§ DATA IN THIS EXERCISE

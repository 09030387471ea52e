use async_openai::{
    config::OpenAIConfig,
    types::chat::{
        ChatCompletionRequestMessageContentPartImageArgs,
        ChatCompletionRequestMessageContentPartTextArgs, ChatCompletionRequestUserMessageArgs,
        ChatCompletionRequestUserMessageContent, CreateChatCompletionRequestArgs, ImageUrlArgs,
    },
    Client,
};
use async_trait::async_trait;
use base64::Engine;

use crate::errors::{AppError, AppResult};

/// The external text-completion service. One call shape: prompt text in,
/// free text out. Image description carries the image as a data URL because
/// the backend has no other media channel.
#[cfg_attr(test, mockall::automock)]
#[async_trait]
pub trait GenerationBackend: Send + Sync {
    async fn generate(&self, prompt: &str) -> AppResult<String>;
    async fn describe_image(&self, prompt: &str, image_data_url: &str) -> AppResult<String>;
}

/// Base64 codec for API keys at rest. Injected into whoever constructs a
/// backend instead of living as a process-wide helper.
#[derive(Clone, Debug, Default)]
pub struct ApiKeyCodec;

impl ApiKeyCodec {
    pub fn encode(&self, key: &str) -> String {
        base64::engine::general_purpose::STANDARD.encode(key.as_bytes())
    }

    pub fn decode(&self, encoded: &str) -> AppResult<String> {
        let bytes = base64::engine::general_purpose::STANDARD
            .decode(encoded)
            .map_err(|e| AppError::BadRequest(format!("Invalid encoded API key: {}", e)))?;
        String::from_utf8(bytes)
            .map_err(|e| AppError::BadRequest(format!("Invalid encoded API key: {}", e)))
    }
}

pub struct OpenAiBackend {
    client: Client<OpenAIConfig>,
    model: String,
}

impl OpenAiBackend {
    pub fn new(api_key: &str, model: &str) -> Self {
        let config = OpenAIConfig::new().with_api_key(api_key);
        Self {
            client: Client::with_config(config),
            model: model.to_string(),
        }
    }

    /// Construct from a key stored in its encoded form.
    pub fn from_encoded_key(codec: &ApiKeyCodec, encoded_key: &str, model: &str) -> AppResult<Self> {
        let api_key = codec.decode(encoded_key)?;
        Ok(Self::new(&api_key, model))
    }

    fn first_choice_text(
        response: async_openai::types::chat::CreateChatCompletionResponse,
    ) -> String {
        response
            .choices
            .into_iter()
            .next()
            .and_then(|choice| choice.message.content)
            .unwrap_or_default()
    }
}

#[async_trait]
impl GenerationBackend for OpenAiBackend {
    async fn generate(&self, prompt: &str) -> AppResult<String> {
        let request = CreateChatCompletionRequestArgs::default()
            .model(&self.model)
            .messages([ChatCompletionRequestUserMessageArgs::default()
                .content(prompt)
                .build()?
                .into()])
            .build()?;

        let response = self.client.chat().create(request).await?;
        Ok(Self::first_choice_text(response))
    }

    async fn describe_image(&self, prompt: &str, image_data_url: &str) -> AppResult<String> {
        let parts = vec![
            ChatCompletionRequestMessageContentPartTextArgs::default()
                .text(prompt)
                .build()?
                .into(),
            ChatCompletionRequestMessageContentPartImageArgs::default()
                .image_url(ImageUrlArgs::default().url(image_data_url).build()?)
                .build()?
                .into(),
        ];

        let request = CreateChatCompletionRequestArgs::default()
            .model(&self.model)
            .messages([ChatCompletionRequestUserMessageArgs::default()
                .content(ChatCompletionRequestUserMessageContent::Array(parts))
                .build()?
                .into()])
            .build()?;

        let response = self.client.chat().create(request).await?;
        Ok(Self::first_choice_text(response))
    }
}

/// Builds the `data:` URL an image-bearing chat message expects.
pub fn image_data_url(bytes: &[u8], mime_type: &str) -> String {
    let encoded = base64::engine::general_purpose::STANDARD.encode(bytes);
    format!("data:{};base64,{}", mime_type, encoded)
}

§ THE TASK
Restate, word for word, the listing above from its first line through the line that contains "String::from_utf8(bytes)", keeping both of those lines.

§ SOLUTION
repository 09030387471ea52e
use async_openai::{
    config::OpenAIConfig,
    types::chat::{
        ChatCompletionRequestMessageContentPartImageArgs,
        ChatCompletionRequestMessageContentPartTextArgs, ChatCompletionRequestUserMessageArgs,
        ChatCompletionRequestUserMessageContent, CreateChatCompletionRequestArgs, ImageUrlArgs,
    },
    Client,
};
use async_trait::async_trait;
use base64::Engine;

use crate::errors::{AppError, AppResult};

/// The external text-completion service. One call shape: prompt text in,
/// free text out. Image description carries the image as a data URL because
/// the backend has no other media channel.
#[cfg_attr(test, mockall::automock)]
#[async_trait]
pub trait GenerationBackend: Send + Sync {
    async fn generate(&self, prompt: &str) -> AppResult<String>;
    async fn describe_image(&self, prompt: &str, image_data_url: &str) -> AppResult<String>;
}

/// Base64 codec for API keys at rest. Injected into whoever constructs a
/// backend instead of living as a process-wide helper.
#[derive(Clone, Debug, Default)]
pub struct ApiKeyCodec;

impl ApiKeyCodec {
    pub fn encode(&self, key: &str) -> String {
        base64::engine::general_purpose::STANDARD.encode(key.as_bytes())
    }

    pub fn decode(&self, encoded: &str) -> AppResult<String> {
        let bytes = base64::engine::general_purpose::STANDARD
            .decode(encoded)
            .map_err(|e| AppError::BadRequest(format!("Invalid encoded API key: {}", e)))?;
        String::from_utf8(bytes)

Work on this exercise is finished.